On June 13, 2016, Baxter and OUII filed petitions for review of the FID, and Novo Nordisk filed a contingent petition for review. OUII and Baxter each Start Printed Page 51464petitioned for review of the ALJ's determination that Baxter did not meet the economic prong of the domestic industry requirement. Baxter additionally petitioned for review of the FID's conclusions that the asserted claims of the ’061 patent are anticipated and rendered obvious. Novo Nordisk's contingent petition challenged the ALJ's construction of “protein-free” in the asserted patents; the ALJ's construction of “selective pressure for the selective marker” in the ’252 patent; and the ALJ's conclusion that Novo Nordisk infringes the ’061 and ’252 patents. On June 21, 2016, the parties filed responses to the petitions. On July 5, 2016, Novo Nordisk filed its Statement on the Public Interest, and on July 6, 2016, Baxter did the same. Members of the public filed comments on the public interest on June 27 and 28, 2016.

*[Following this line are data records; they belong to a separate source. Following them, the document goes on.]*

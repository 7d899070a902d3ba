//! Fill-rate forecaster.
//!
//! Estimates how fast each bin fills from its collection history and
//! projects the day it reaches the operational full threshold.

use std::collections::HashMap;

use chrono::{Days, NaiveDate};
use rayon::prelude::*;
use serde::Deserialize;

use crate::error::PlannerError;
use crate::model::{Bin, CollectionEvent, FillPrediction};

const MILLIS_PER_DAY: f64 = 86_400_000.0;

#[derive(Debug, Clone, PartialEq, Deserialize)]
#[serde(default)]
pub struct ForecastOptions {
    /// Percent per day assumed when history says nothing usable.
    pub default_fill_rate: f64,
    pub min_fill_rate: f64,
    pub max_fill_rate: f64,
    /// Level treated as "full" for prediction purposes.
    pub full_threshold: f64,
    /// Events needed before history is trusted over the default rate.
    pub min_history_events: usize,
    pub sparse_history_confidence: f64,
    pub base_confidence: f64,
    pub confidence_per_event: f64,
    pub max_confidence: f64,
}

impl Default for ForecastOptions {
    fn default() -> Self {
        Self {
            default_fill_rate: 10.0,
            min_fill_rate: 5.0,
            max_fill_rate: 20.0,
            full_threshold: 90.0,
            min_history_events: 2,
            sparse_history_confidence: 0.5,
            base_confidence: 0.6,
            confidence_per_event: 0.05,
            max_confidence: 0.95,
        }
    }
}

impl ForecastOptions {
    pub fn validate(&self) -> Result<(), PlannerError> {
        if !(self.default_fill_rate > 0.0) {
            return Err(PlannerError::validation("default_fill_rate must be positive"));
        }
        if !(self.min_fill_rate > 0.0) || self.min_fill_rate > self.max_fill_rate {
            return Err(PlannerError::validation(
                "fill rate bounds must satisfy 0 < min_fill_rate <= max_fill_rate",
            ));
        }
        if !(0.0..=100.0).contains(&self.full_threshold) {
            return Err(PlannerError::validation("full_threshold must be within 0..=100"));
        }
        Ok(())
    }
}

/// One prediction per bin, in input order.
///
/// History is grouped by bin once up front; each bin then only sees its own
/// events, in the order they were supplied.
pub fn predict_fill_dates(
    bins: &[Bin],
    history: &[CollectionEvent],
    today: NaiveDate,
    options: &ForecastOptions,
) -> Vec<FillPrediction> {
    let mut by_bin: HashMap<&str, Vec<&CollectionEvent>> = HashMap::new();
    for event in history {
        by_bin.entry(event.bin_id.as_str()).or_default().push(event);
    }

    bins.par_iter()
        .map(|bin| {
            let events = by_bin.get(bin.id.as_str()).map(Vec::as_slice).unwrap_or(&[]);
            predict_for_bin(bin, events, today, options)
        })
        .collect()
}

fn predict_for_bin(
    bin: &Bin,
    events: &[&CollectionEvent],
    today: NaiveDate,
    options: &ForecastOptions,
) -> FillPrediction {
    let (rate, confidence) = if events.len() < options.min_history_events {
        (options.default_fill_rate, options.sparse_history_confidence)
    } else {
        let rate = fill_rate_from_history(events, options).unwrap_or(options.default_fill_rate);
        (rate, confidence_for(events.len(), options))
    };

    let days = days_to_full(bin.fill_level, rate, options);
    // Out-of-range dates only happen with absurd rates; stay on today.
    let predicted_fill_date = today.checked_add_days(Days::new(days)).unwrap_or(today);

    FillPrediction {
        bin_id: bin.id.clone(),
        predicted_fill_date,
        predicted_fill_level: options.full_threshold,
        confidence_score: confidence,
    }
}

/// Mean fill rate over adjacent event pairs, clamped to the configured bounds.
///
/// For a pair `(a, b)` the sample is `(a.before - b.after) / |a.at - b.at|`
/// in percent per day. Pairs with no elapsed time or no positive drop are
/// skipped. Returns `None` when no pair qualifies.
pub fn fill_rate_from_history(events: &[&CollectionEvent], options: &ForecastOptions) -> Option<f64> {
    let (sum, count) = events
        .windows(2)
        .filter_map(|pair| {
            let (a, b) = (pair[0], pair[1]);
            let days = (a.collected_at - b.collected_at).num_milliseconds().abs() as f64 / MILLIS_PER_DAY;
            let drop = a.fill_level_before - b.fill_level_after;
            (days > 0.0 && drop > 0.0).then(|| drop / days)
        })
        .fold((0.0, 0usize), |(sum, count), sample| (sum + sample, count + 1));

    if count == 0 {
        return None;
    }

    let mean = sum / count as f64;
    Some(mean.clamp(options.min_fill_rate, options.max_fill_rate))
}

/// Whole days until `fill_level` reaches the full threshold.
///
/// Zero when already there, otherwise at least one.
pub fn days_to_full(fill_level: f64, fill_rate_per_day: f64, options: &ForecastOptions) -> u64 {
    let remaining = options.full_threshold - fill_level;
    if remaining <= 0.0 {
        return 0;
    }
    let days = (remaining / fill_rate_per_day).ceil();
    days.max(1.0) as u64
}

/// Heuristic confidence that grows with the number of observed events.
pub fn confidence_for(event_count: usize, options: &ForecastOptions) -> f64 {
    if event_count < options.min_history_events {
        return options.sparse_history_confidence;
    }
    let score = options.base_confidence + options.confidence_per_event * event_count as f64;
    score.min(options.max_confidence)
}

Having examined the record of this investigation, including the FID and Order Nos. 11, 25, and 30; the petitions for review; and the responses thereto; the Commission has determined to review the FID in part and Orders Nos. 11, 25, and 30. Specifically, the Commission has determined to review the construction of “protein-free medium” and “protein-free conditions” in Orders No. 11 and 25 and the ID granting summary determination of infringement of the asserted claims of the ’061 patent in Order No. 30. The Commission has also determined to review the ALJ's conclusion in the FID that the asserted claims of the ’061 patent are anticipated and obvious. The Commission has determined to review and, on review, to reverse the ALJ's determination in the FID that the economic prong of the domestic industry requirement is not met as to the ’061 and ’252 patents. The Commission has determined not to review the ALJ's conclusion in the FID that the ’252 patent is infringed.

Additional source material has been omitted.